● EXERCISE DIRECTIONS
The word "topic": say how many lines of the data below contain it, and give the number alone.

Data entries
++++++

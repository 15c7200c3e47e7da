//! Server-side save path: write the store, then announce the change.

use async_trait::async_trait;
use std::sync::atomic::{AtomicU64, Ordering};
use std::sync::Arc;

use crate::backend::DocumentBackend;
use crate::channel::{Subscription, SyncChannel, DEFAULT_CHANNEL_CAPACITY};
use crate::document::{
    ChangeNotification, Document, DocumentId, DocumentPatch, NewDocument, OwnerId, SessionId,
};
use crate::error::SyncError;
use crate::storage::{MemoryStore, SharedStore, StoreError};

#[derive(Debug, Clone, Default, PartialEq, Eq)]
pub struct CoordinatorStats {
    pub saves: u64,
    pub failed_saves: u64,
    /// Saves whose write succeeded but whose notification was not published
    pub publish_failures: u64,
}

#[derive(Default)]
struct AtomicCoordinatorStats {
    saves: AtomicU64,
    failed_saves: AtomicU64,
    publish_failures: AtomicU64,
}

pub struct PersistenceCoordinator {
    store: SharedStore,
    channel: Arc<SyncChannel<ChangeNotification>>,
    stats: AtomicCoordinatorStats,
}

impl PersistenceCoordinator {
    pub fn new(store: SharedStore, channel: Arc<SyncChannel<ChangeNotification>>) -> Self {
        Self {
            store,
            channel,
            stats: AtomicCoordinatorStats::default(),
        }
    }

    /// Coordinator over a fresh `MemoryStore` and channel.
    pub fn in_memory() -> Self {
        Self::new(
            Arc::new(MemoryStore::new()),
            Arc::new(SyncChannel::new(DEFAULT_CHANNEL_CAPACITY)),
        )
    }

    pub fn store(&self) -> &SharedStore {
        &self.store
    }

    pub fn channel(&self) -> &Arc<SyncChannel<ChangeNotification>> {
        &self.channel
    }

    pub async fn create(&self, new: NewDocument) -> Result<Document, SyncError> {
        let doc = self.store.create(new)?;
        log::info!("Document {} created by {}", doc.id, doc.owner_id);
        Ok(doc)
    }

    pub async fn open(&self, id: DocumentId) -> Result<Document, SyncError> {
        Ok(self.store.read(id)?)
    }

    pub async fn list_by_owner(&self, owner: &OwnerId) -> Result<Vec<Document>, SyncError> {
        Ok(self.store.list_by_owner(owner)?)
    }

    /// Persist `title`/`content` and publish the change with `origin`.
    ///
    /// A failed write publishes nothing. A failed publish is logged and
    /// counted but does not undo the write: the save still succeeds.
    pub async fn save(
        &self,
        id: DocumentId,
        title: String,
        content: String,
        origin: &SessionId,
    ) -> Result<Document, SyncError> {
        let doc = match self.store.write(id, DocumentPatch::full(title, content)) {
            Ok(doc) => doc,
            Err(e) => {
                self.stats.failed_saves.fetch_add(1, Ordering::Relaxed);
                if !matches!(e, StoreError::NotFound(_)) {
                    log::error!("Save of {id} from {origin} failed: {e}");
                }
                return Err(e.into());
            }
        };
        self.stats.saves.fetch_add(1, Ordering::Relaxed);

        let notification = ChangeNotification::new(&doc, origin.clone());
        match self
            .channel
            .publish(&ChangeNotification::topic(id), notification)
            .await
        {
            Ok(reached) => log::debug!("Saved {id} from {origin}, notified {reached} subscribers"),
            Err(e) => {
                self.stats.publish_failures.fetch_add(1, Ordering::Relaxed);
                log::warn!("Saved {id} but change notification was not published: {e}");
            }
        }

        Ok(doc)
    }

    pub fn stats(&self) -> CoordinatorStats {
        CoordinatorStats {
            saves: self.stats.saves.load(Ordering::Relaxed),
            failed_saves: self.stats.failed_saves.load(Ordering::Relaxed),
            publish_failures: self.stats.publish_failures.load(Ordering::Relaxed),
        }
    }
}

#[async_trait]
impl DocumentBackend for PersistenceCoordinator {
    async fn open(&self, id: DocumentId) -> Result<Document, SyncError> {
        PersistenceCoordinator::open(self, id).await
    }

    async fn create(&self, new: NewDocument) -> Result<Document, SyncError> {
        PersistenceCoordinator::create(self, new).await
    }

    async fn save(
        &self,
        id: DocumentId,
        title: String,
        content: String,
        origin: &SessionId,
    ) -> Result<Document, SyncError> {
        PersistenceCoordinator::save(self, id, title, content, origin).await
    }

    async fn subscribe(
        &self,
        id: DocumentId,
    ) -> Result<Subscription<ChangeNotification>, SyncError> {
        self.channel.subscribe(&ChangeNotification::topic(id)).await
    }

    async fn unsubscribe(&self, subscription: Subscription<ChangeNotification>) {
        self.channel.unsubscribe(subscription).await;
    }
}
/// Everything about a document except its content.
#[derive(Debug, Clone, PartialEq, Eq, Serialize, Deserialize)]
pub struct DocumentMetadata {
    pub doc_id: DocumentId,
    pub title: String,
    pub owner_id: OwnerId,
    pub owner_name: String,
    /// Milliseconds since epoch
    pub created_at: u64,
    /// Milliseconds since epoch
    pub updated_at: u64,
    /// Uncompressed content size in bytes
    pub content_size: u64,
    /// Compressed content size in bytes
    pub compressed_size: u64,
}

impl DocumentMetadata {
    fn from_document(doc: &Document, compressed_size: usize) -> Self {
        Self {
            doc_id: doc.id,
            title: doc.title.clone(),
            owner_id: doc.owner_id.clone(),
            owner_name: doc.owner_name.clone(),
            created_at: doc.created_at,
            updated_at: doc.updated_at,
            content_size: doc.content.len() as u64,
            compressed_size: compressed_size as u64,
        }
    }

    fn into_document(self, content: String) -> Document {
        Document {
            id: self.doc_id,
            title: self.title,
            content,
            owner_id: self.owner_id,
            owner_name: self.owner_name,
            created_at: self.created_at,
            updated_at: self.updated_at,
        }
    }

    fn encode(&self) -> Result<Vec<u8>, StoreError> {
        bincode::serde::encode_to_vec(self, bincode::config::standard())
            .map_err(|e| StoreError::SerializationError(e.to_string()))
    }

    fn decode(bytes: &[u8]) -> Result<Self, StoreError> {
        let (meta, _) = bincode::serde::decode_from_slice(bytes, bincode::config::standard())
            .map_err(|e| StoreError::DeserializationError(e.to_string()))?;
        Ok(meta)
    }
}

++++++

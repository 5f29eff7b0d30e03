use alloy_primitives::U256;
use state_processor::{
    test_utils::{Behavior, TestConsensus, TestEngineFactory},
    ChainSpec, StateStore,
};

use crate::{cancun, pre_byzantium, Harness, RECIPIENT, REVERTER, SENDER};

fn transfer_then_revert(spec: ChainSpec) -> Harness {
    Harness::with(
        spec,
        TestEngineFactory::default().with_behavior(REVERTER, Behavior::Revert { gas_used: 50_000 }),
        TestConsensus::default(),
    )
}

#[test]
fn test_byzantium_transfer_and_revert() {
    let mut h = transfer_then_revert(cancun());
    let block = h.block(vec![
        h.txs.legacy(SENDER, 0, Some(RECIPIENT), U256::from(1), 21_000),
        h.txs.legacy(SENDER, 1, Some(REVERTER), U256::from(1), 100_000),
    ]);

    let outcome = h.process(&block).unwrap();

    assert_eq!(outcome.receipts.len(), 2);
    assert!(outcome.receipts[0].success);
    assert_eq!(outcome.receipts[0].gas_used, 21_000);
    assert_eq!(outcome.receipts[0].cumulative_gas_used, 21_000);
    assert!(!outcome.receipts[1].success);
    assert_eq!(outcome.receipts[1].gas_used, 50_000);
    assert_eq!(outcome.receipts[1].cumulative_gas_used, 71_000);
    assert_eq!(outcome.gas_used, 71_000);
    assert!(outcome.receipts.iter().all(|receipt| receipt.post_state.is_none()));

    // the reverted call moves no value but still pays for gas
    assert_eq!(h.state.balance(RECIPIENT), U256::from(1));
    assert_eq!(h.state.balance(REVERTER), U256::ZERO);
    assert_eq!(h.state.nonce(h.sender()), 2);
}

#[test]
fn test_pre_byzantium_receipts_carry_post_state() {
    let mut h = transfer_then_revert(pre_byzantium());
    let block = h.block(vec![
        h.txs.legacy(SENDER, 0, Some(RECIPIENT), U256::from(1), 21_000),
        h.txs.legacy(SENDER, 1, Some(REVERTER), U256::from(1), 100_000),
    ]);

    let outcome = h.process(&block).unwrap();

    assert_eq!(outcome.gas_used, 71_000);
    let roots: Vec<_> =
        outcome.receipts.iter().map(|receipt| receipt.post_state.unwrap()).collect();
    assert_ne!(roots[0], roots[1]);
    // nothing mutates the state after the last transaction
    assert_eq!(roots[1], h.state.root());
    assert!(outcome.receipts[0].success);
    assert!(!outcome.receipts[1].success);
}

++++++

● RESULT BELOW
2